All GPUs has distributed VRAM, but under-utilized for GPU

@bliu3650 Can you share the command you used?

@SkyAndCloud Code change in qlora.py:

line 273: device_map = 'auto' -> device_map = {"": "cuda:" + str(int(os.environ.get("LOCAL_RANK") or 0))} line 175: gradient_checkpointing: bool = field(default=True, ... -> gradient_checkpointing: bool = field(default=False, ...

Run command: WORLD_SIZE=2 torchrun --nproc_per_node=2 qlora.py --model_name_or_path <path_or_name>

RuntimeError: Expected to mark a variable ready only once. This error is caused by one of the following reasons: 1) Use of a module parameter outside the `forward` function. Please make sure model parameters are not shared across multiple concurrent forward-backward passes. or try to use _set_static_graph() as a workaround if this module graph does not change during training loop.2) Reused parameters in multiple reentrant backward passes. For example, if you use multiple `checkpoint` functions to wrap the same part of your model, it would result in the same set of parameters been used by different reentrant backward passes multiple times, and hence marking a variable ready multiple times. DDP does not support such use cases in default. You can try to use _set_static_graph() as a workaround if your module graph does not change over iterations.
Parameter at index 255 has been marked as ready twice. This means that multiple autograd engine  hooks have fired for this particular parameter during this iteration. You can set the environment variable TORCH_DISTRIBUTED_DEBUG to either INFO or DETAIL to print parameter names for further debugging.

shawnanastasio · 2023-07-26T00:12:04Z

Using the ddp_find_unused_parameters fix from #222, I can launch training on multiple GPUs (accelerate launch qlora.py) and I see the expected utilization on all cards in nvidia-smi, but the actual speed of training isn't faster than using a single GPU. Has anybody else been seeing this behavior?

artidoro · 2023-07-26T09:23:23Z

I found DDP to significantly reduce training time. One reason why you might not see that is because using DDP changes the way per_device_train_batch_size is interpreted.

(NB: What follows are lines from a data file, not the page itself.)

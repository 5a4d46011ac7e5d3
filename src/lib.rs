//! DesignCraft studio — the session layer around the canvas core.
//!
//! DESIGN
//! ======
//! The `canvas` crate owns the document and all pointer interaction; it is
//! synchronous and never touches the network. This crate wraps it in a
//! shared, lockable workspace and adds everything that talks to the remote
//! persistence service: saving, listing, opening and deleting projects,
//! the caller's profile, and the transient notifications those produce.
//!
//! | Module | Role |
//! |--------|------|
//! | [`backend`] | Persistence collaborator trait, errors, in-memory backend |
//! | [`state`] | `AppState` and the per-session `Workspace` |
//! | [`services`] | Project and profile operations |
//! | [`notify`] | Bounded queue of user-visible notifications |
//! | [`config`] | Environment-driven settings |
//! | [`telemetry`] | Tracing subscriber setup |

pub mod backend;
pub mod config;
pub mod notify;
pub mod services;
pub mod state;
pub mod telemetry;

pub use canvas;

When you are NOT using DDP and use the standard qlora.py scripts the batch size is global regardless of how many gpus you use. Note that using more GPUs in this setup means you spread the model over several GPUs according to device_map. This helps fit large models on GPUs that are not large enough individually.
When you ARE using DDP, the batch size is per device. So if you use 4 GPUs and per_device_train_batch_size=3 you have an effective batch size of 12. Here the model is replicated on each GPU so you need to have a GPU that is large enough to fit the model. Each GPU sees a portion of the batch (in our example each GPU sees 3 data points). I found this setup to significantly reduce the training time.

ehartford · 2023-08-04T22:29:41Z

I found DDP to significantly reduce training time. One reason why you might not see that is because using DDP changes the way per_device_train_batch_size is interpreted.

When you are NOT using DDP and use the standard qlora.py scripts the batch size is global regardless of how many gpus you use. Note that using more GPUs in this setup means you spread the model over several GPUs according to device_map. This helps fit large models on GPUs that are not large enough individually.

When you ARE using DDP, the batch size is per device. So if you use 4 GPUs and per_device_train_batch_size=3 you have an effective batch size of 12. Here the model is replicated on each GPU so you need to have a GPU that is large enough to fit the model. Each GPU sees a portion of the batch (in our example each GPU sees 3 data points). I found this setup to significantly reduce the training time.

can you please give example of how to make this work?
I also can't for the same reasons as everyone else is having trouble.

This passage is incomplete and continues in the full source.